Collected data:
--
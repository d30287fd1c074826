//! Content fingerprints: xxh3-64 over document text or file bytes.
//! Cache freshness is defined as fingerprint equality, nothing else.

use anyhow::{Context, Result};
use serde::{Deserialize, Serialize};
use std::fmt;
use std::fs;
use std::io::Read;
use std::path::Path;
use xxhash_rust::xxh3::{xxh3_64, Xxh3};

/// Stable fingerprint of a resource's content.
#[derive(Debug, Clone, Copy, PartialEq, Eq, Hash, Serialize, Deserialize)]
pub struct Fingerprint(pub u64);

impl Fingerprint {
    /// Fingerprint in-memory document text (editor overlay path).
    pub fn of_text(text: &str) -> Self {
        Fingerprint(xxh3_64(text.as_bytes()))
    }

    /// Fingerprint a file on disk without loading it whole.
    pub fn of_file(path: &Path) -> Result<Self> {
        let mut file = fs::File::open(path)
            .with_context(|| format!("Failed to open {} for fingerprinting", path.display()))?;
        let mut hasher = Xxh3::new();
        let mut buf = [0u8; 8192];

        loop {
            let n = file
                .read(&mut buf)
                .with_context(|| format!("Failed to read {} while fingerprinting", path.display()))?;
            if n == 0 {
                break;
            }
            hasher.update(&buf[..n]);
        }

        Ok(Fingerprint(hasher.digest()))
    }

    /// Parse the 16-hex form produced by `Display` (persisted cache rows).
    pub fn parse(s: &str) -> Option<Self> {
        u64::from_str_radix(s, 16).ok().map(Fingerprint)
    }
}

impl fmt::Display for Fingerprint {
    fn fmt(&self, f: &mut fmt::Formatter<'_>) -> fmt::Result {
        write!(f, "{:016x}", self.0)
    }
}

#[cfg(test)]
mod tests {
    use super::*;
    use std::io::Write;
    use tempfile::NamedTempFile;

    #[test]
    fn text_fingerprint_is_deterministic() {
        assert_eq!(Fingerprint::of_text("X=1"), Fingerprint::of_text("X=1"));
        assert_ne!(Fingerprint::of_text("X=1"), Fingerprint::of_text("X=2"));
    }

    #[test]
    fn file_and_text_fingerprints_agree() -> Result<()> {
        let mut f = NamedTempFile::new()?;
        f.write_all(b"def main():\n    pass\n")?;
        f.flush()?;
        assert_eq!(
            Fingerprint::of_file(f.path())?,
            Fingerprint::of_text("def main():\n    pass\n")
        );
        Ok(())
    }

    #[test]
    fn display_roundtrips_through_parse() {
        let fp = Fingerprint::of_text("anything");
        let rendered = fp.to_string();
        assert_eq!(rendered.len(), 16);
        assert_eq!(Fingerprint::parse(&rendered), Some(fp));
    }
}
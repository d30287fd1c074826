//! Filesystem watch host: turns notify events into coordinator edit events
//! and pumps the debounce loop. The standalone stand-in for an editor's
//! event stream.

use anyhow::{Context, Result};
use notify::{Config, Event, RecommendedWatcher, RecursiveMode, Watcher};
use std::path::{Path, PathBuf};
use std::sync::mpsc;
use std::time::{Duration, Instant};

use crate::coordinator::{Coordinator, PublishSink};
use crate::output::{render_summary, RenderMode};

const EXCLUDED_DIRS: &[&str] = &[
    ".git",
    "node_modules",
    "target",
    "__pycache__",
    ".venv",
    "vendor",
];

/// True when the path is worth forwarding to the coordinator.
fn is_relevant(path: &Path, extensions: &[String]) -> bool {
    let excluded = path.components().any(|c| {
        c.as_os_str()
            .to_str()
            .map(|s| EXCLUDED_DIRS.contains(&s))
            .unwrap_or(false)
    });
    if excluded {
        return false;
    }
    path.extension()
        .and_then(|e| e.to_str())
        .map(|ext| extensions.iter().any(|want| want == ext))
        .unwrap_or(false)
}

/// Watch `project` and keep the coordinator's published state current.
/// Blocks until the watcher channel dies.
pub fn run<S: PublishSink>(
    project: &Path,
    extensions: &[String],
    coordinator: &mut Coordinator<S>,
    summary_mode: Option<RenderMode>,
    verbose: u8,
) -> Result<()> {
    let project = project
        .canonicalize()
        .unwrap_or_else(|_| project.to_path_buf());

    // Initial snapshot before registering the watcher.
    coordinator.scan_workspace(Instant::now());
    if let Some(mode) = summary_mode {
        render_summary(&coordinator.summary(), mode);
    }

    let (tx, rx) = mpsc::channel::<notify::Result<Event>>();
    let mut watcher = RecommendedWatcher::new(
        move |res| {
            let _ = tx.send(res);
        },
        Config::default(),
    )
    .context("Failed to create filesystem watcher")?;
    watcher
        .watch(&project, RecursiveMode::Recursive)
        .context("Failed to watch project directory")?;

    if verbose > 0 {
        eprintln!(
            "relint: watching {} backend=notify",
            project.to_string_lossy()
        );
    }

    loop {
        match rx.recv_timeout(Duration::from_millis(50)) {
            Ok(Ok(event)) => {
                let now = Instant::now();
                for path in event.paths.iter().filter(|p| is_relevant(p, extensions)) {
                    forward_change(coordinator, path, now, verbose);
                }
            }
            Ok(Err(e)) => {
                if verbose > 0 {
                    eprintln!("relint: watch error: {e}");
                }
            }
            Err(mpsc::RecvTimeoutError::Timeout) => {}
            Err(mpsc::RecvTimeoutError::Disconnected) => {
                anyhow::bail!("Watcher channel disconnected");
            }
        }

        // Pump the debouncer; analyses fire once their quiet window passed.
        let processed = coordinator.poll(Instant::now());
        if processed > 0 {
            if let Some(mode) = summary_mode {
                render_summary(&coordinator.summary(), mode);
            }
        }
    }
}

fn forward_change<S: PublishSink>(
    coordinator: &mut Coordinator<S>,
    path: &PathBuf,
    now: Instant,
    verbose: u8,
) {
    match std::fs::read_to_string(path) {
        Ok(content) => {
            if verbose > 1 {
                eprintln!("relint: change {}", path.display());
            }
            coordinator.notify_edit(path.clone(), content, now);
        }
        Err(_) => {
            // Deleted or unreadable: drop pending work and published state.
            coordinator.notify_close(path);
            coordinator.clear(path);
        }
    }
}

#[cfg(test)]
mod tests {
    use super::*;

    #[test]
    fn relevance_filters_extensions_and_excluded_dirs() {
        let exts = vec!["py".to_string()];
        assert!(is_relevant(Path::new("src/app.py"), &exts));
        assert!(!is_relevant(Path::new("src/app.rs"), &exts));
        assert!(!is_relevant(Path::new("__pycache__/app.py"), &exts));
        assert!(!is_relevant(Path::new("a/.git/hook.py"), &exts));
        assert!(!is_relevant(Path::new("README"), &exts));
    }
}
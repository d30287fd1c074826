//! Violation records and the ordered severity scale.
//! Violations are produced only by backend normalization and never mutated;
//! a fresh analysis replaces a resource's set wholesale.

use serde::{Deserialize, Serialize};
use std::fmt;
use std::path::PathBuf;

/// Ordered severity scale. Derived `Ord` gives low < medium < high < critical,
/// which the filter threshold and the aggregator both rely on.
#[derive(
    Debug, Clone, Copy, PartialEq, Eq, PartialOrd, Ord, Hash, Serialize, Deserialize, Default,
)]
#[serde(rename_all = "lowercase")]
pub enum Severity {
    Low,
    #[default]
    Medium,
    High,
    Critical,
}

impl Severity {
    /// Default composite-index weight for this severity.
    pub fn weight(self) -> u32 {
        match self {
            Severity::Low => 1,
            Severity::Medium => 2,
            Severity::High => 5,
            Severity::Critical => 10,
        }
    }

    /// Map a backend severity string onto the scale. Engines disagree on
    /// vocabulary; anything unrecognized lands on `Medium`.
    pub fn parse(raw: &str) -> Self {
        match raw.trim().to_ascii_lowercase().as_str() {
            "low" | "info" | "minor" | "note" | "convention" => Severity::Low,
            "medium" | "warning" | "moderate" | "refactor" => Severity::Medium,
            "high" | "error" | "major" => Severity::High,
            "critical" | "blocker" | "fatal" => Severity::Critical,
            _ => Severity::Medium,
        }
    }

    pub fn as_str(self) -> &'static str {
        match self {
            Severity::Low => "low",
            Severity::Medium => "medium",
            Severity::High => "high",
            Severity::Critical => "critical",
        }
    }
}

impl fmt::Display for Severity {
    fn fmt(&self, f: &mut fmt::Formatter<'_>) -> fmt::Result {
        f.write_str(self.as_str())
    }
}

/// Strict parsing for CLI flags; unlike [`Severity::parse`] an unknown
/// value is an error here, not a default.
impl std::str::FromStr for Severity {
    type Err = String;

    fn from_str(s: &str) -> Result<Self, Self::Err> {
        match s.to_ascii_lowercase().as_str() {
            "low" => Ok(Severity::Low),
            "medium" => Ok(Severity::Medium),
            "high" => Ok(Severity::High),
            "critical" => Ok(Severity::Critical),
            other => Err(format!(
                "unknown severity '{other}' (expected low, medium, high, critical)"
            )),
        }
    }
}

/// A single static-analysis finding, normalized to a common shape.
#[derive(Debug, Clone, PartialEq, Eq, Serialize, Deserialize)]
pub struct Violation {
    /// Stable identifier; synthesized from category/path/line when the
    /// backend did not supply one.
    pub id: String,
    /// Rule or check category (e.g. "naming", "unused-import").
    pub category: String,
    pub severity: Severity,
    pub message: String,
    pub path: PathBuf,
    /// 1-based line number.
    pub line: u32,
    #[serde(skip_serializing_if = "Option::is_none")]
    pub column: Option<u32>,
    /// Backend-supplied composite weight; severity default applies when absent.
    #[serde(skip_serializing_if = "Option::is_none")]
    pub weight: Option<u32>,
    #[serde(skip_serializing_if = "Option::is_none")]
    pub suggestion: Option<String>,
}

impl Violation {
    /// Effective weight used by the composite index.
    pub fn effective_weight(&self) -> u32 {
        self.weight.unwrap_or_else(|| self.severity.weight())
    }
}

#[cfg(test)]
mod tests {
    use super::*;

    #[test]
    fn severity_ordering_matches_scale() {
        assert!(Severity::Low < Severity::Medium);
        assert!(Severity::Medium < Severity::High);
        assert!(Severity::High < Severity::Critical);
    }

    #[test]
    fn parse_maps_engine_vocabulary() {
        assert_eq!(Severity::parse("WARNING"), Severity::Medium);
        assert_eq!(Severity::parse("blocker"), Severity::Critical);
        assert_eq!(Severity::parse("info"), Severity::Low);
        assert_eq!(Severity::parse("major"), Severity::High);
    }

    #[test]
    fn parse_defaults_unknown_to_medium() {
        assert_eq!(Severity::parse("bogus"), Severity::Medium);
        assert_eq!(Severity::parse(""), Severity::Medium);
    }

    #[test]
    fn effective_weight_prefers_backend_override() {
        let mut v = Violation {
            id: "x".into(),
            category: "naming".into(),
            severity: Severity::Critical,
            message: "bad name".into(),
            path: PathBuf::from("a.py"),
            line: 3,
            column: None,
            weight: None,
            suggestion: None,
        };
        assert_eq!(v.effective_weight(), 10);
        v.weight = Some(42);
        assert_eq!(v.effective_weight(), 42);
    }
}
--
Work request: Pull out the lines above in which the word "Config" appears.

Reply to the task:
use notify::{Config, Event, RecommendedWatcher, RecursiveMode, Watcher};
        Config::default(),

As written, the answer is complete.